How to Make Your Own Billboard - Belt Magazine (2016)
Eric Helms' brainchild, as seen from street level. (Photo: Sarah Brumble)

Eric Helms' brainchild, as seen from street level. (Photo: Sarah Brumble)

“If you walk down any protest line, there’s no discourse. It’s just yelling,” says Eric Helms, plausibly the only Clevelander to put up his own billboard in anticipation of the arrival of the Republican National Convention. “No one is listening to each other. Discourse is dead.”

A billboard may seem an odd way to get people talking, but Helms’ sign, looming above the West Shoreway at 33rd, is a conversation starter. It features a towering wall topped with heaps of razor wire. Six words appear in bold across the image:

TRUMP ‘16    STAY ON HIS GOOD SIDE.

How did Helms, a 35-year-old freelance copywriter who lives in the inner-ring suburb of Cleveland Heights, go about writing his opinion large across the sky?

First, of course, he hopped on Facebook, where he contacted a longtime friend in Florida, graphic designer Nathan Scherer. 

“I was like, ‘Hey dude, you want to do something?’ He’s very active politically. I’m not. I’m more like… I try to make fun of stuff.”

It seems deceptively simple: buds get woke, flip a middle finger to the Never Trump PAC, take a very aesthetic potshot at the Donald’s Mexican wall. 

Except it’s not quite that easy. Helms and Scherer had to go through the hassle of creating, buying, and installing a political campaign ad without being attached to specific political party or committee, which is no small feat – and their work is more nuanced than other billboards threatening viewers with impending doom. They also started a GoFundMe account to raise the $1,090 needed, though Helms sees the website less about money, having already kissed his investment goodbye, and much more about getting the billboard seen by as wide an audience as possible. 

Even though the two the high school friends and collaborators live more than one thousand miles apart, the design process went quickly.  The final product took, by Helms’ estimate, just one full day to assemble.

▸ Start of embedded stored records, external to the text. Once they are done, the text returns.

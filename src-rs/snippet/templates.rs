//! Canonical snippets. The code generator shows these to the model as the
//! expected shape, and they double as fixtures.

use serde_json::{json, Value};

use super::types::{ResultBinding, Snippet};
use crate::executor::HttpMethod;

/// Payload used when the database name is answered with the auto-generate sentinel.
pub fn default_database_payload() -> Value {
    json!({
        "name": "members_db",
        "displayName": "会員データベース",
        "description": "会員情報を管理するデータベース",
        "fields": [
            {"name": "name", "displayName": "氏名", "type": "text", "required": true},
            {"name": "email", "displayName": "メールアドレス", "type": "email", "required": true},
            {"name": "registered_at", "displayName": "登録日時", "type": "dateTime", "required": false}
        ]
    })
}

pub fn create_database() -> Snippet {
    Snippet {
        summary: "アプリにデータベースを作成します。".to_string(),
        method: HttpMethod::Post,
        path: "apps/{app_id}/dbs".to_string(),
        body: Some(json!({
            "$auto": {
                "param": "db_name",
                "then": default_database_payload(),
                "else": {
                    "name": {"$param": "db_name"},
                    "displayName": {"$format": "{db_name}データベース"},
                    "description": {"$format": "{db_name}のデータを管理するデータベース"}
                }
            }
        })),
        params: Vec::new(),
        result: Some(ResultBinding::Response),
        body_first: false,
    }
}

pub fn list_databases() -> Snippet {
    Snippet {
        summary: "アプリのデータベース一覧を取得します。".to_string(),
        method: HttpMethod::Get,
        path: "apps/{app_id}/dbs".to_string(),
        body: None,
        params: Vec::new(),
        result: Some(ResultBinding::Pointer("/items".to_string())),
        body_first: false,
    }
}

pub fn get_app() -> Snippet {
    Snippet {
        summary: "アプリの詳細を取得します。".to_string(),
        method: HttpMethod::Get,
        path: "apps/{app_id}".to_string(),
        body: None,
        params: Vec::new(),
        result: Some(ResultBinding::Response),
        body_first: false,
    }
}

pub fn all() -> Vec<Snippet> {
    vec![create_database(), list_databases(), get_app()]
}
use serde::Serialize;
use tracing::{debug, info, warn};

use super::params::ParamSet;
use crate::executor::RequestExecutor;
use crate::normalize::normalize;
use crate::result::ExecutionResult;
use crate::snippet::template::check_path_value;
use crate::snippet::{prompt_for, Snippet, SnippetError, SnippetRunner};

#[derive(Clone, Debug, PartialEq, Eq, Serialize)]
#[serde(tag = "state", content = "param", rename_all = "snake_case")]
pub enum FlowState {
    Generating,
    AwaitingParam(String),
    ReadyToExecute,
    Executed,
    Failed,
}

#[derive(Clone, Debug, PartialEq)]
pub enum FlowEvent {
    NeedParam { name: String, prompt: String },
    Ready { snippet: Snippet },
}

#[derive(Debug, thiserror::Error)]
pub enum FlowError {
    #[error("no parameter is being collected")]
    NotAwaitingParam,

    #[error("no snippet is ready to execute")]
    NotReady,

    #[error("invalid value for {name}: {reason}")]
    InvalidValue { name: String, reason: String },

    #[error(transparent)]
    Snippet(#[from] SnippetError),
}

/// Working state of one conversation goal.
#[derive(Clone, Debug, Default)]
pub struct GoalContext {
    pub snippet: Option<Snippet>,
    pub params: ParamSet,
}

/// Collects parameters for a snippet one at a time and runs it once confirmed.
#[derive(Debug)]
pub struct ParameterFlow {
    state: FlowState,
    goal: GoalContext,
}

impl Default for ParameterFlow {
    fn default() -> Self {
        Self::new()
    }
}

impl ParameterFlow {
    pub fn new() -> Self {
        Self {
            state: FlowState::Generating,
            goal: GoalContext::default(),
        }
    }

    pub fn state(&self) -> &FlowState {
        &self.state
    }

    pub fn pending_param(&self) -> Option<&str> {
        match &self.state {
            FlowState::AwaitingParam(name) => Some(name.as_str()),
            _ => None,
        }
    }

    pub fn is_ready(&self) -> bool {
        self.state == FlowState::ReadyToExecute
    }

    pub fn snippet(&self) -> Option<&Snippet> {
        self.goal.snippet.as_ref()
    }

    pub fn params(&self) -> &ParamSet {
        &self.goal.params
    }

    /// Starts a new goal, dropping whatever the previous one collected.
    pub fn begin(&mut self, snippet: Snippet) -> FlowEvent {
        self.goal = GoalContext::default();
        self.advance(snippet)
    }

    /// Replaces the snippet of the current goal, keeping collected values.
    pub fn revise(&mut self, snippet: Snippet) -> FlowEvent {
        self.advance(snippet)
    }

    pub fn supply(&mut self, value: &str) -> Result<FlowEvent, FlowError> {
        let name = match &self.state {
            FlowState::AwaitingParam(name) => name.clone(),
            _ => return Err(FlowError::NotAwaitingParam),
        };
        let value = value.trim();
        let in_path = match &self.goal.snippet {
            Some(snippet) => snippet.path_params().contains(&name),
            None => return Err(FlowError::NotAwaitingParam),
        };
        if in_path {
            if let Err(reason) = check_path_value(value) {
                warn!(param = %name, %reason, "rejected path parameter");
                return Err(FlowError::InvalidValue { name, reason });
            }
        }
        let snippet = self.goal.snippet.take().ok_or(FlowError::NotAwaitingParam)?;
        debug!(param = %name, "parameter supplied");
        self.goal.params.set(&name, value);
        Ok(self.advance(snippet))
    }

    /// Runs the ready snippet. Callers invoke this only on explicit confirmation.
    pub fn execute(&mut self, executor: &dyn RequestExecutor) -> Result<ExecutionResult, FlowError> {
        if self.state != FlowState::ReadyToExecute {
            return Err(FlowError::NotReady);
        }
        let goal = std::mem::take(&mut self.goal);
        let snippet = goal.snippet.ok_or(FlowError::NotReady)?;

        let runner = SnippetRunner::new(executor);
        match runner.run_snippet(&snippet, &goal.params) {
            Ok(raw) => {
                self.state = FlowState::Executed;
                let result = normalize(raw);
                info!(success = result.is_success(), "snippet executed");
                Ok(result)
            }
            Err(err) => {
                self.state = FlowState::Failed;
                info!(error = %err, "snippet failed");
                Err(err.into())
            }
        }
    }

    /// Marks the goal as failed, e.g. when no snippet could be produced.
    pub fn fail(&mut self) {
        self.goal = GoalContext::default();
        self.state = FlowState::Failed;
    }

    pub fn abandon(&mut self) {
        self.goal = GoalContext::default();
        self.state = FlowState::Generating;
    }

    fn advance(&mut self, snippet: Snippet) -> FlowEvent {
        let bound = snippet.bind(&self.goal.params);
        match bound.unresolved_params().into_iter().next() {
            Some(name) => {
                let prompt = prompt_for(&name, Some(&bound));
                info!(param = %name, "waiting for parameter");
                self.state = FlowState::AwaitingParam(name.clone());
                self.goal.snippet = Some(bound);
                FlowEvent::NeedParam { name, prompt }
            }
            None => {
                info!("snippet ready to execute");
                self.state = FlowState::ReadyToExecute;
                self.goal.snippet = Some(bound.clone());
                FlowEvent::Ready { snippet: bound }
            }
        }
    }
}

#[cfg(test)]
mod tests {
    use std::cell::RefCell;

    use serde_json::{json, Value};

    use super::*;
    use crate::executor::{HttpMethod, RequestError};
    use crate::snippet::templates;

    #[derive(Default)]
    struct Recorder {
        bodies: RefCell<Vec<Option<Value>>>,
    }

    impl RequestExecutor for Recorder {
        fn execute(&self, _method: HttpMethod, _path: &str, data: Option<&Value>) -> Result<Value, RequestError> {
            self.bodies.borrow_mut().push(data.cloned());
            Ok(json!({"id": 10}))
        }
    }

    #[test]
    fn snippet_without_slots_is_ready_immediately() {
        let mut flow = ParameterFlow::new();
        let mut snippet = templates::get_app();
        snippet.path = "apps".to_string();
        assert!(matches!(flow.begin(snippet), FlowEvent::Ready { .. }));
        assert!(flow.is_ready());
    }

    #[test]
    fn supply_outside_awaiting_state_is_rejected() {
        let mut flow = ParameterFlow::new();
        assert!(matches!(flow.supply("42"), Err(FlowError::NotAwaitingParam)));
    }

    #[test]
    fn execute_requires_ready_state() {
        let mut flow = ParameterFlow::new();
        flow.begin(templates::get_app());
        let recorder = Recorder::default();
        assert!(matches!(flow.execute(&recorder), Err(FlowError::NotReady)));
        assert!(recorder.bodies.borrow().is_empty());
    }

    #[test]
    fn begin_discards_stale_parameters() {
        let mut flow = ParameterFlow::new();
        flow.begin(templates::get_app());
        flow.supply("42").unwrap();
        assert_eq!(flow.params().get("app_id"), Some("42"));
        flow.begin(templates::get_app());
        assert!(flow.params().is_empty());
        assert_eq!(flow.pending_param(), Some("app_id"));
    }

    #[test]
    fn dot_segments_are_refused_and_asked_again() {
        let mut flow = ParameterFlow::new();
        flow.begin(templates::list_databases());
        for value in ["..", ".", "   "] {
            let err = flow.supply(value).unwrap_err();
            assert!(matches!(err, FlowError::InvalidValue { ref name, .. } if name == "app_id"));
            assert_eq!(flow.pending_param(), Some("app_id"));
            assert!(flow.params().is_empty());
        }
        match flow.supply("42").unwrap() {
            FlowEvent::Ready { snippet } => assert_eq!(snippet.path, "apps/42/dbs"),
            other => panic!("expected ready, got {:?}", other),
        }
    }

    #[test]
    fn body_parameters_accept_dots() {
        let mut flow = ParameterFlow::new();
        let mut params = ParamSet::new();
        params.set("app_id", "42");
        flow.begin(templates::create_database().bind(&params));
        assert_eq!(flow.pending_param(), Some("db_name"));
        assert!(matches!(flow.supply("..").unwrap(), FlowEvent::Ready { .. }));
    }

    #[test]
    fn revise_keeps_collected_parameters() {
        let mut flow = ParameterFlow::new();
        flow.begin(templates::get_app());
        flow.supply("42").unwrap();
        let event = flow.revise(templates::list_databases());
        match event {
            FlowEvent::Ready { snippet } => assert_eq!(snippet.path, "apps/42/dbs"),
            other => panic!("expected ready, got {:?}", other),
        }
    }

    #[test]
    fn successful_execution_clears_the_goal() {
        let mut flow = ParameterFlow::new();
        flow.begin(templates::get_app());
        flow.supply("42").unwrap();
        let recorder = Recorder::default();
        let result = flow.execute(&recorder).unwrap();
        assert_eq!(result, ExecutionResult::success(json!({"id": 10})));
        assert_eq!(flow.state(), &FlowState::Executed);
        assert!(flow.snippet().is_none());
        assert!(flow.params().is_empty());
    }

    #[test]
    fn missing_result_moves_to_failed() {
        let mut flow = ParameterFlow::new();
        let mut snippet = templates::get_app();
        snippet.result = None;
        flow.begin(snippet);
        flow.supply("42").unwrap();
        let err = flow.execute(&Recorder::default()).unwrap_err();
        assert!(matches!(err, FlowError::Snippet(SnippetError::MissingResult)));
        assert_eq!(flow.state(), &FlowState::Failed);
        assert!(flow.snippet().is_none());
    }

    #[test]
    fn state_serializes_with_parameter_name() {
        let state = FlowState::AwaitingParam("app_id".to_string());
        assert_eq!(
            serde_json::to_value(&state).unwrap(),
            json!({"state": "awaiting_param", "param": "app_id"})
        );
        assert_eq!(
            serde_json::to_value(FlowState::ReadyToExecute).unwrap(),
            json!({"state": "ready_to_execute"})
        );
    }
}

But there were a few fits and starts before they decided on the text.

 “There was ‘Hey America, Get Ready to Eat Shit’ and ‘Finally! A Rich Person Who Hates Minorities AND Poor People’ …just stuff like that,” says Helms. “But then I got into stuff like ‘It’s Only Funny Until You’re On The Other Side Of The Wall’ — but it was too long, I’ve gotta get it down to five or six words. One I liked was ‘It Only Works When You Don’t Think Too Hard About It.’ That was my final [reject].”

Another brainstorming session involved breaking down Trump’s voting demographics into easy-to-understand Venn diagrams. After describing one, he sketched it out on paper, as a billboard design.

But Helms added, “I don’t want to antagonize people. When you insult people, are they really listening?” 

The pair then had to navigate the obscure world of political advertising. 

“There’s certain disclosures that have to be on political advertising,” notes Helms.  “You can’t really see it on the billboard, because I fought for it to be taken off. I wanted it to be plain. Mine had to say ‘Paid by me.’ And since I’m not an organization I had to put my personal website up there.”

When asked why he chose to combat Trump’s notoriously fear-mongering campaign with further images of intimidation, Helms says he decided to just accept the reality of fear in America today and point out the coldly divisive nature of walls themselves.

“I think the copy has a couple levels,” he says. “You’re on the good side today, but who knows. What is his means to the end? Trump is his means to his own end. And that’s what I really feel like. Trump isn’t in this for anybody but Trump. So yeah, sure, it obviously plays to the imagery of the wall, immigrants, and others where he’s done such a good job of making nativism seems like patriotism – which it’s not – and finding that common enemy to put them on the other side of the wall.

“We need to realize who we’re deeming ‘other’,” he continues. “If we put religious restrictions on Muslims, why won’t it be Christians the next day? Why won’t it be Protestants? Jews? This stuff we’re rallying towards is so slippery. People need to stop and take a breath and think about it.”

For the sake of argument, I wanted to know why they didn’t make it easier on themselves by donating to an anti-Trump organization.

“I feel Never Trump, but I don’t identify with the Never Trump movement, because to me it’s too vague. I just know this can’t be the answer. Sometimes you only know stuff when you see the wrong thing. You know how the Supreme Court defines pornography as, ‘I only know it when I see it?’ That’s Trump to me.”

By the end of our conversation it was clear that the only spot in the Venn diagram where Trump and Helms and Scherer overlap is a penchant for putting their money where their mouth is.